→ Requirement: How many lines of the data include the string "Some"? State the number and nothing else.

═════ Listed entries ═════

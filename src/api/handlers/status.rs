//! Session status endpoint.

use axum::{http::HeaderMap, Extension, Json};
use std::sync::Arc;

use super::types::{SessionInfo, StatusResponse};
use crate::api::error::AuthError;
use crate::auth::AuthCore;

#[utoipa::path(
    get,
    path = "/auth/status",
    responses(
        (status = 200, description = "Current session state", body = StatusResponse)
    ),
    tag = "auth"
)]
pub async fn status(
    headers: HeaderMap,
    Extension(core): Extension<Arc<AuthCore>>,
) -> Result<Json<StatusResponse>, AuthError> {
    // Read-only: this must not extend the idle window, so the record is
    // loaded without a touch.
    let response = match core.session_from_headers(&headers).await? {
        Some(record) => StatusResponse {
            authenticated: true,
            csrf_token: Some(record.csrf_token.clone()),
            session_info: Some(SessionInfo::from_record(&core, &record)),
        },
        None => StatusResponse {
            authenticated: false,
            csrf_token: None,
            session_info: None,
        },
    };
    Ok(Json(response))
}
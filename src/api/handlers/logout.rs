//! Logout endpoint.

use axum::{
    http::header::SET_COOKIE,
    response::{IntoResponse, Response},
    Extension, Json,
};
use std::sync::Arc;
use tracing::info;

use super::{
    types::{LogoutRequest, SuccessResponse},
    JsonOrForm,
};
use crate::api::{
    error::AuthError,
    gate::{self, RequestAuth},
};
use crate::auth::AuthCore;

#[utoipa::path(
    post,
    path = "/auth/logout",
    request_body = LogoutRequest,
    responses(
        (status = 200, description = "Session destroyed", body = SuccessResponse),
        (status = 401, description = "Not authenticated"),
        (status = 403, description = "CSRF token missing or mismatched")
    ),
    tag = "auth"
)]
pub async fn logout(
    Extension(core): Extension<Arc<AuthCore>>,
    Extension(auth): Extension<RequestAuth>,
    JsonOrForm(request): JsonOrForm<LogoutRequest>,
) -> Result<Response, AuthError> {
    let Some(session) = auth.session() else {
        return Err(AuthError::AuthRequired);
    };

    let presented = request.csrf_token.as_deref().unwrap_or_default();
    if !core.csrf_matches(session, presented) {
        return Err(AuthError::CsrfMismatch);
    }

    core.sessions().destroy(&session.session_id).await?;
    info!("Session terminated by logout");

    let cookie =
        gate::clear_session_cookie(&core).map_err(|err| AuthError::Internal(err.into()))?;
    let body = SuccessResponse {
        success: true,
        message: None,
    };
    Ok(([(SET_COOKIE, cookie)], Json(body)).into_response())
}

═════

→ Task response: 4